All that’s in the sewers are crocodiles, and Communist bastards couldn’t live in such a place. If so, where are these communist bastards hiding…

“Come to think of it, there are rumors that strange noises can be heard from the sewers these days.”

“That’s because of the crocodile, crocodile.”

“Why do crocodiles live in the sewer, you madman!”

He’s denying the natural ecosystem again. Isn’t it kind of common knowledge that alligators live in sewers? It must be because he only studied magic, but his common sense in the field of biology was insufficient.

“Ah… if it’s not a crocodile, it might be a turtle.”

“Why are turtles appearing again, you crazy bastard!”

Is he ignoring the ecosystem again? Isn’t it common sense that there are crocodiles in the sewers, turtles that do ninja work, and rats that teach them? Apparently, the wizards in this world only study magic and neglect other studies.

Eh, in order to reach the end of true learning, you have to polish and polish it regardless of any discipline. I expressed my sincere concern for their patheticness.

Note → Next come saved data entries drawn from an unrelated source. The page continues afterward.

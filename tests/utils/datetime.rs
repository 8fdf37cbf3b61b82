use chrono::NaiveDate;
use school_planner::utils::datetime;

fn date(y: i32, m: u32, d: u32) -> NaiveDate {
    NaiveDate::from_ymd_opt(y, m, d).unwrap()
}

#[test]
fn test_parse_date() {
    assert_eq!(datetime::parse_date("2024-03-15").unwrap(), date(2024, 3, 15));
    assert_eq!(datetime::parse_date(" 2024-03-15 ").unwrap(), date(2024, 3, 15));
    assert!(datetime::parse_date("15/03/2024").is_err());
}

#[test]
fn test_parse_form_date_accepts_garbage_as_none() {
    assert_eq!(datetime::parse_form_date("2024-01-02"), Some(date(2024, 1, 2)));
    assert_eq!(datetime::parse_form_date(""), None);
    assert_eq!(datetime::parse_form_date("tomorrow"), None);
}

#[test]
fn test_format_ymd() {
    assert_eq!(datetime::format_ymd(date(2024, 1, 5)), "2024-01-05");
}

#[test]
fn test_format_optional() {
    assert_eq!(datetime::format_optional(Some(date(2024, 1, 5)), "%d/%m/%Y"), "05/01/2024");
    assert_eq!(datetime::format_optional(None, "%d/%m/%Y"), "No date");
}

#[test]
fn test_format_relative_date() {
    let today = date(2024, 3, 15);
    assert_eq!(datetime::format_relative_date(today, today), "today");
    assert_eq!(datetime::format_relative_date(date(2024, 3, 16), today), "tomorrow");
    assert_eq!(datetime::format_relative_date(date(2024, 3, 14), today), "yesterday");
    assert_eq!(datetime::format_relative_date(date(2024, 3, 30), today), "in 15 days");
    assert_eq!(datetime::format_relative_date(date(2024, 1, 2), today), "Jan 02");
}
//! Configuration management for School Planner
//!
//! This module handles loading, parsing, and validation of configuration files.

use crate::constants::{CONFIG_GENERATED, DEFAULT_MAX_HISTORY_DEPTH, MAX_HISTORY_DEPTH_LIMIT};
use crate::navigation::Tab;
use crate::utils::datetime;
use anyhow::{Context, Result};
use chrono::format::{Item, StrftimeItems};
use chrono::NaiveDate;
use serde::{Deserialize, Serialize};
use std::path::{Path, PathBuf};

/// Directory and file stem used for config and log locations
pub const APP_DIR_NAME: &str = "school-planner";

/// Main configuration structure
#[derive(Debug, Clone, Serialize, Deserialize, Default)]
#[serde(default)]
pub struct Config {
    pub ui: UiConfig,
    pub display: DisplayConfig,
    pub logging: LoggingConfig,
}

/// UI configuration
#[derive(Debug, Clone, Serialize, Deserialize)]
#[serde(default)]
pub struct UiConfig {
    /// Tab opened right after login
    /// Options: "home", "subjects", "profile"
    pub start_tab: String,
    /// Number of views remembered for back navigation
    pub max_history_depth: usize,
    /// Show the bottom tab bar on top-level views
    pub show_tab_bar: bool,
}

/// Display configuration
#[derive(Debug, Clone, Serialize, Deserialize)]
#[serde(default)]
pub struct DisplayConfig {
    /// Date format for event dates
    pub date_format: String,
    /// Time format for clock display
    pub time_format: String,
    /// Pin "today" to a fixed YYYY-MM-DD date instead of the local date
    #[serde(skip_serializing_if = "Option::is_none")]
    pub today: Option<String>,
}

/// Logging configuration
#[derive(Debug, Clone, Serialize, Deserialize, Default)]
#[serde(default)]
pub struct LoggingConfig {
    /// Write logs to a file in addition to the in-app log buffer
    pub enabled: bool,
}

impl Default for UiConfig {
    fn default() -> Self {
        Self {
            start_tab: "home".to_string(),
            max_history_depth: DEFAULT_MAX_HISTORY_DEPTH,
            show_tab_bar: true,
        }
    }
}

impl Default for DisplayConfig {
    fn default() -> Self {
        Self {
            date_format: datetime::DATE_FORMAT.to_string(),
            time_format: "%H:%M".to_string(),
            today: None,
        }
    }
}

impl UiConfig {
    /// Configured start tab, Home when the value is not a tab name
    pub fn start_tab(&self) -> Tab {
        self.start_tab.parse().unwrap_or_default()
    }
}

impl DisplayConfig {
    /// The date treated as today: the pinned date if set and valid, else the local date
    pub fn today_date(&self) -> NaiveDate {
        self.today
            .as_deref()
            .and_then(|raw| datetime::parse_date(raw).ok())
            .unwrap_or_else(datetime::today)
    }
}

impl Config {
    /// Load configuration from file or return defaults
    pub fn load() -> Result<Self> {
        let config_path = Self::find_config_file()?;

        if let Some(path) = config_path {
            Self::load_from_file(&path)
        } else {
            Ok(Self::default())
        }
    }

    /// Load configuration from a specific file
    pub fn load_from_file<P: AsRef<Path>>(path: P) -> Result<Self> {
        let content = std::fs::read_to_string(&path)
            .with_context(|| format!("Failed to read config file: {}", path.as_ref().display()))?;

        let config: Config = toml::from_str(&content)
            .with_context(|| format!("Failed to parse config file: {}", path.as_ref().display()))?;

        config.validate()?;
        Ok(config)
    }

    /// Find configuration file in order of precedence
    fn find_config_file() -> Result<Option<PathBuf>> {
        // 1. Check current directory
        let current_dir_config = PathBuf::from(format!("{}.toml", APP_DIR_NAME));
        if current_dir_config.exists() {
            return Ok(Some(current_dir_config));
        }

        // 2. Check XDG config directory
        if let Some(config_dir) = dirs::config_dir() {
            let xdg_config = config_dir.join(APP_DIR_NAME).join("config.toml");
            if xdg_config.exists() {
                return Ok(Some(xdg_config));
            }
        }

        Ok(None)
    }

    /// Validate configuration values
    pub fn validate(&self) -> Result<()> {
        if self.ui.start_tab.parse::<Tab>().is_err() {
            anyhow::bail!(
                "start_tab must be one of home, subjects, profile, got '{}'",
                self.ui.start_tab
            );
        }

        if self.ui.max_history_depth == 0 || self.ui.max_history_depth > MAX_HISTORY_DEPTH_LIMIT {
            anyhow::bail!(
                "max_history_depth must be between 1 and {}, got {}",
                MAX_HISTORY_DEPTH_LIMIT,
                self.ui.max_history_depth
            );
        }

        Self::validate_format("date_format", &self.display.date_format)?;
        Self::validate_format("time_format", &self.display.time_format)?;

        if let Some(today) = &self.display.today {
            if let Err(e) = datetime::parse_date(today) {
                anyhow::bail!("Invalid today '{}': {} (expected YYYY-MM-DD)", today, e);
            }
        }

        Ok(())
    }

    fn validate_format(field: &str, format: &str) -> Result<()> {
        if format.is_empty() || StrftimeItems::new(format).any(|item| matches!(item, Item::Error)) {
            anyhow::bail!("Invalid {} '{}'", field, format);
        }
        Ok(())
    }

    /// Generate default configuration file
    pub fn generate_default_config<P: AsRef<Path>>(path: P) -> Result<()> {
        let config = Self::default();
        let toml_content = toml::to_string_pretty(&config).context("Failed to serialize default config")?;

        // Add header comment
        let header = format!(
            "# School Planner Configuration File\n# Generated on {}\n\n",
            datetime::format_ymd(datetime::today())
        );

        let full_content = header + &toml_content;

        // Ensure the parent directory exists
        if let Some(parent) = path.as_ref().parent() {
            std::fs::create_dir_all(parent)
                .with_context(|| format!("Failed to create config directory: {}", parent.display()))?;
        }

        std::fs::write(&path, full_content)
            .with_context(|| format!("Failed to write config file: {}", path.as_ref().display()))?;

        println!("{}: {}", CONFIG_GENERATED, path.as_ref().display());
        Ok(())
    }

    /// Get the XDG config directory path
    pub fn get_xdg_config_dir() -> Result<PathBuf> {
        dirs::config_dir()
            .ok_or_else(|| anyhow::anyhow!("Could not determine config directory"))
            .map(|dir| dir.join(APP_DIR_NAME))
    }

    /// Get the default config file path
    pub fn get_default_config_path() -> Result<PathBuf> {
        Ok(Self::get_xdg_config_dir()?.join("config.toml"))
    }
}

“It’s common knowledge that turtles and crocodiles live in the sewers, Lorsha Magic Tower.”

“Common sense sucks! Why are alligators and turtles there in the first place!!!”

Lorsha started screaming that she was hoarse now. It’s rude to shout at someone’s house.

“Lorsha, it’s not polite to lower your voice.”

“Who am I getting angry at right now?”

Hey, did you cook the meat by boiling the train fire? It’s noisy.

Then, a voice came from afar.

“His Highness the Crown Prince is coming!”

Look, since Lorsha is stupid and noisy, isn’t the crown prince coming too?

But wouldn’t it be a prank if the prince came? Everything looks ruined because of Lorsha, who is like a child.